Tory Belleci - Early Amateur Science Experiments

Early Amateur Science Experiments

Belleci has a long history of working with fire and explosives. At an early age, his dad showed him how to make a Molotov cocktail. He later built what was essentially a homemade flamethrower. The device was a problem when he accidentally lit part of his house on fire. When he was 19, he was nearly arrested for setting off a home made pipe bomb near his parents' home in Seaside, California. The officer encouraged young Belleci to find a way of expressing his love for explosions and special effects that did not involve getting arrested.
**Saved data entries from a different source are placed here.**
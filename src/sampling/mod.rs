//! Dry-run sampling
//!
//! The sampler executes the task on a small prefix of the input, in the
//! caller's thread, and measures everything the cost model and decision
//! engine need: per-call wall time and its variance, serialization time and
//! size in both directions, memory growth, CPU-to-wall ratio, and whether
//! the task and its elements can cross a process boundary at all.
//!
//! Sampling is deliberately unparallelized so the measured per-item cost is
//! the true serial baseline. Consumed elements are never lost: the returned
//! result carries the prefix and the unconsumed tail, and
//! [`SamplingResult::into_data`] chains them back together. Callers handed
//! a reconstructed iterator must consume it instead of their original
//! input.
//!
//! The sampler never fails visibly. Panics from the task, unserializable
//! values, and platform probe failures are all captured in the result.

pub mod nested;
pub mod resource;
pub mod welford;

use crate::task::Task;
use nested::ThreadActivity;
use resource::{process_cpu_time_s, MemoryTracker};
use serde::Serialize;
use std::fmt;
use std::panic::{catch_unwind, AssertUnwindSafe};
use std::time::Instant;
use welford::Welford;

/// Default number of elements consumed by a dry run
pub const DEFAULT_SAMPLE_SIZE: usize = 5;

/// Classification of a workload by CPU utilization
#[derive(Debug, Clone, Copy, PartialEq, Eq, Serialize)]
#[serde(rename_all = "snake_case")]
pub enum WorkloadKind {
    /// ≥ 70% of wall time is CPU time
    CpuBound,
    /// < 30% of wall time is CPU time
    IoBound,
    /// Between the two thresholds
    Mixed,
}

impl WorkloadKind {
    /// Classify from a CPU-to-wall-clock ratio
    pub fn classify(cpu_time_ratio: f64) -> Self {
        if cpu_time_ratio >= 0.7 {
            WorkloadKind::CpuBound
        } else if cpu_time_ratio >= 0.3 {
            WorkloadKind::Mixed
        } else {
            WorkloadKind::IoBound
        }
    }
}

impl fmt::Display for WorkloadKind {
    fn fmt(&self, f: &mut fmt::Formatter<'_>) -> fmt::Result {
        match self {
            WorkloadKind::CpuBound => write!(f, "cpu_bound"),
            WorkloadKind::IoBound => write!(f, "io_bound"),
            WorkloadKind::Mixed => write!(f, "mixed"),
        }
    }
}

/// Options controlling a dry run
#[derive(Debug, Clone)]
pub struct SampleOptions {
    /// Number of elements to consume (k)
    pub sample_size: usize,
    /// Track RSS growth during sampled calls
    pub enable_memory_tracking: bool,
    /// Collect per-call wall/CPU time detail alongside the aggregates
    pub enable_function_profiling: bool,
}

impl Default for SampleOptions {
    fn default() -> Self {
        Self {
            sample_size: DEFAULT_SAMPLE_SIZE,
            enable_memory_tracking: true,
            enable_function_profiling: false,
        }
    }
}

/// Per-call timing detail collected when function profiling is enabled
#[derive(Debug, Clone, Default, Serialize)]
pub struct FunctionProfile {
    /// Wall-clock seconds per sampled call, in call order
    pub call_wall_times_s: Vec<f64>,
    /// CPU seconds per sampled call, in call order (0 when unavailable)
    pub call_cpu_times_s: Vec<f64>,
}

/// Iterator that yields the consumed sample prefix, then the unconsumed tail
///
/// This is what callers receive as `data` on an optimization result; it
/// replays the exact original sequence even when the input was a
/// single-shot iterator.
#[derive(Debug)]
pub struct Reconstructed<T, R> {
    prefix: std::vec::IntoIter<T>,
    rest: Option<R>,
}

impl<T, R> Reconstructed<T, R> {
    /// Chain a consumed prefix back onto the remaining input
    pub fn new(prefix: Vec<T>, rest: Option<R>) -> Self {
        Self {
            prefix: prefix.into_iter(),
            rest,
        }
    }
}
Read more about this topic:  Tory Belleci

Famous quotes containing the words early, amateur, science and/or experiments:

    Very early in our children’s lives we will be forced to realize that the “perfect” untroubled life we’d like for them is just a fantasy. In daily living, tears and fights and doing things we don’t want to do are all part of our human ways of developing into adults.
    Fred Rogers (20th century)

    I have been reporting club meetings for four years and I am tired of hearing reviews of the books I was brought up on. I am tired of amateur performances at occasions announced to be for purposes either of enjoyment or improvement. I am tired of suffering under the pretense of acquiring culture. I am tired of hearing the word “culture” used so wantonly. I am tired of essays that let no guilty author escape quotation.
    Josephine Woodward, U.S. author. As quoted in Everyone Was Brave, ch. 3, by William L. O’Neill (1969)

    When we say “science” we can either mean any manipulation of the inventive and organizing power of the human intellect: or we can mean such an extremely different thing as the religion of science the vulgarized derivative from this pure activity manipulated by a sort of priestcraft into a great religious and political weapon.
    Wyndham Lewis (1882–1957)

    The true thrift is always to spend on the higher plane; to invest and invest, with keener avarice, that he may spend in spiritual creation, and not in augmenting animal existence. Nor is the man enriched, in repeating the old experiments of animal sensation; nor unless through new powers and ascending pleasures he knows himself by the actual experience of higher good to be already on the way to the highest.